Those creatures. Gone chorus-high in the eucalyptus
next to Lake Burley Griffin. But that handed down must
include certain sounds made forever
and onward as long as
we don’t burn down or sicken the world completely.
Was the Archangel among them? No, too self-absorbed
for that crowd though he is part bird as
he loves to keep saying. No mob of crows or whatever
it turned out, just the wily
misnamed flying foxes —
Bats! Bats in trees! By the hundreds!
Landing? Coming or going?
We stood there, the way humans stand there
unlike Janus, Roman god of doorways stilled
this moment between wherever we came from
and some dream-drenched next.
Well, hunting all night is hard,
that god might have said, gazing hinter and yon.
I saw from the ground
bats wrap themselves in a wing-shroud. They hang there
as if eternally in wait
on graveyard marble. Still that racket,
not a dirge though no
people around creeped it up.
Just to be clear: Janus got stamped to silver and bronze
for centuries, his head doubled in profile
to stare left and right, no way to stop
whatever future or take-your-pick past.
A coin Pliny must have fished out of his robe
looking down, thinking twice — both ways — and kept.

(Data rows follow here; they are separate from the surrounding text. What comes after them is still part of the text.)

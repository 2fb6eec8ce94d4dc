//! Arithmetic in the ring Z/2^64Z and additive shares over it.
//!
//! Every secret-shared value in the protocol is an element of this ring;
//! reconstruction is a wrapping add of the two party shares. The bit
//! pattern is interchangeable with two's-complement `i64`, which is what
//! the text file formats print.

use std::fmt;
use std::iter::Sum;
use std::ops::{Add, AddAssign, BitXor, Mul, Neg, Sub, SubAssign};
use std::str::FromStr;

/// An element of Z/2^64Z. All arithmetic wraps.
#[derive(Clone, Copy, Default, PartialEq, Eq, Hash)]
pub struct Ring64(u64);

impl Ring64 {
    pub const ZERO: Ring64 = Ring64(0);
    pub const ONE: Ring64 = Ring64(1);

    pub fn new(value: u64) -> Self {
        Ring64(value)
    }

    pub fn into_inner(self) -> u64 {
        self.0
    }

    /// The two's-complement view used by the decimal file formats.
    pub fn to_signed(self) -> i64 {
        self.0 as i64
    }

    pub fn from_signed(value: i64) -> Self {
        Ring64(value as u64)
    }
}

impl Add for Ring64 {
    type Output = Ring64;

    fn add(self, rhs: Ring64) -> Ring64 {
        Ring64(self.0.wrapping_add(rhs.0))
    }
}

impl AddAssign for Ring64 {
    fn add_assign(&mut self, rhs: Ring64) {
        self.0 = self.0.wrapping_add(rhs.0);
    }
}

impl Sub for Ring64 {
    type Output = Ring64;

    fn sub(self, rhs: Ring64) -> Ring64 {
        Ring64(self.0.wrapping_sub(rhs.0))
    }
}

impl SubAssign for Ring64 {
    fn sub_assign(&mut self, rhs: Ring64) {
        self.0 = self.0.wrapping_sub(rhs.0);
    }
}

impl Neg for Ring64 {
    type Output = Ring64;

    fn neg(self) -> Ring64 {
        Ring64(self.0.wrapping_neg())
    }
}

impl Mul for Ring64 {
    type Output = Ring64;

    fn mul(self, rhs: Ring64) -> Ring64 {
        Ring64(self.0.wrapping_mul(rhs.0))
    }
}

impl BitXor for Ring64 {
    type Output = Ring64;

    fn bitxor(self, rhs: Ring64) -> Ring64 {
        Ring64(self.0 ^ rhs.0)
    }
}

impl Sum for Ring64 {
    fn sum<I: Iterator<Item = Ring64>>(iter: I) -> Ring64 {
        iter.fold(Ring64::ZERO, |acc, x| acc + x)
    }
}

impl From<u64> for Ring64 {
    fn from(value: u64) -> Self {
        Ring64(value)
    }
}

impl From<i64> for Ring64 {
    fn from(value: i64) -> Self {
        Ring64(value as u64)
    }
}

impl FromStr for Ring64 {
    type Err = std::num::ParseIntError;

    fn from_str(s: &str) -> Result<Self, Self::Err> {
        // Signed first (the file formats print two's complement), but
        // accept the full unsigned range too.
        match s.parse::<i64>() {
            Ok(v) => Ok(Ring64(v as u64)),
            Err(_) => s.parse::<u64>().map(Ring64),
        }
    }
}

impl fmt::Display for Ring64 {
    fn fmt(&self, f: &mut fmt::Formatter<'_>) -> fmt::Result {
        write!(f, "{}", self.to_signed())
    }
}

impl fmt::Debug for Ring64 {
    fn fmt(&self, f: &mut fmt::Formatter<'_>) -> fmt::Result {
        write!(f, "Ring64({})", self.0)
    }
}

/// Which compute party this process is. The dealer is not a role; it only
/// labels its two accepted connections in accept order.
#[derive(Clone, Copy, Debug, PartialEq, Eq)]
pub enum Role {
    P0,
    P1,
}

impl Role {
    pub fn index(self) -> usize {
        match self {
            Role::P0 => 0,
            Role::P1 => 1,
        }
    }

    pub fn is_p0(self) -> bool {
        matches!(self, Role::P0)
    }
}

impl fmt::Display for Role {
    fn fmt(&self, f: &mut fmt::Formatter<'_>) -> fmt::Result {
        match self {
            Role::P0 => write!(f, "P0"),
            Role::P1 => write!(f, "P1"),
        }
    }
}

/// Additive share of a public constant: party 0 holds the constant, party 1
/// holds zero.
pub fn share_constant(c: Ring64, role: Role) -> Ring64 {
    match role {
        Role::P0 => c,
        Role::P1 => Ring64::ZERO,
    }
}

/// Share of `c - x` for a public constant `c` and shared `x`. Under the
/// constant convention party 0 computes `c - <x>_0` and party 1 computes
/// `-<x>_1`. This is the only role-conditional branch in the secure ops.
pub fn const_minus(c: Ring64, x: Ring64, role: Role) -> Ring64 {
    match role {
        Role::P0 => c - x,
        Role::P1 => -x,
    }
}

/// A length-k vector over the ring; element-wise additive sharing of a
/// vector in Z^k.
#[derive(Clone, Debug, Default, PartialEq, Eq)]
pub struct RingVec(Vec<Ring64>);

impl RingVec {
    pub fn new(values: Vec<Ring64>) -> Self {
        RingVec(values)
    }

    pub fn zeros(len: usize) -> Self {
        RingVec(vec![Ring64::ZERO; len])
    }

    pub fn len(&self) -> usize {
        self.0.len()
    }

    pub fn is_empty(&self) -> bool {
        self.0.is_empty()
    }

    pub fn as_slice(&self) -> &[Ring64] {
        &self.0
    }

    pub fn iter(&self) -> std::slice::Iter<'_, Ring64> {
        self.0.iter()
    }

    /// Integer dot product in the ring. Lengths must already have been
    /// validated at the protocol boundary.
    pub fn dot(&self, other: &RingVec) -> Ring64 {
        assert_eq!(self.len(), other.len());
        self.0
            .iter()
            .zip(other.0.iter())
            .map(|(&a, &b)| a * b)
            .sum()
    }

    pub fn add(&self, other: &RingVec) -> RingVec {
        assert_eq!(self.len(), other.len());
        RingVec(
            self.0
                .iter()
                .zip(other.0.iter())
                .map(|(&a, &b)| a + b)
                .collect(),
        )
    }

    pub fn sub(&self, other: &RingVec) -> RingVec {
        assert_eq!(self.len(), other.len());
        RingVec(
            self.0
                .iter()
                .zip(other.0.iter())
                .map(|(&a, &b)| a - b)
                .collect(),
        )
    }

    pub fn scale(&self, factor: Ring64) -> RingVec {
        RingVec(self.0.iter().map(|&a| a * factor).collect())
    }
}

impl std::ops::Index<usize> for RingVec {
    type Output = Ring64;

    fn index(&self, index: usize) -> &Ring64 {
        &self.0[index]
    }
}

impl From<Vec<Ring64>> for RingVec {
    fn from(values: Vec<Ring64>) -> Self {
        RingVec(values)
    }
}

impl FromIterator<Ring64> for RingVec {
    fn from_iter<I: IntoIterator<Item = Ring64>>(iter: I) -> Self {
        RingVec(iter.into_iter().collect())
    }
}

impl IntoIterator for RingVec {
    type Item = Ring64;
    type IntoIter = std::vec::IntoIter<Ring64>;

    fn into_iter(self) -> Self::IntoIter {
        self.0.into_iter()
    }
}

FOUR WAYS TO REMEMBER THE KOALA
1) It never was a bear.
2) It slept 23 hours a day in the tops of trees.
3) And children said: when does it pee?
And grown-ups said: when does it, you know …
4) It was never not endearing.
The nerve of you humans thinking how I thought. Or if I thought!
Such a load of….
Who are you to write my elegy? The Indigenous Elder was right.
Put this in your poetry: Let it be known
I peed via dream and dreamed
a future when I fucked.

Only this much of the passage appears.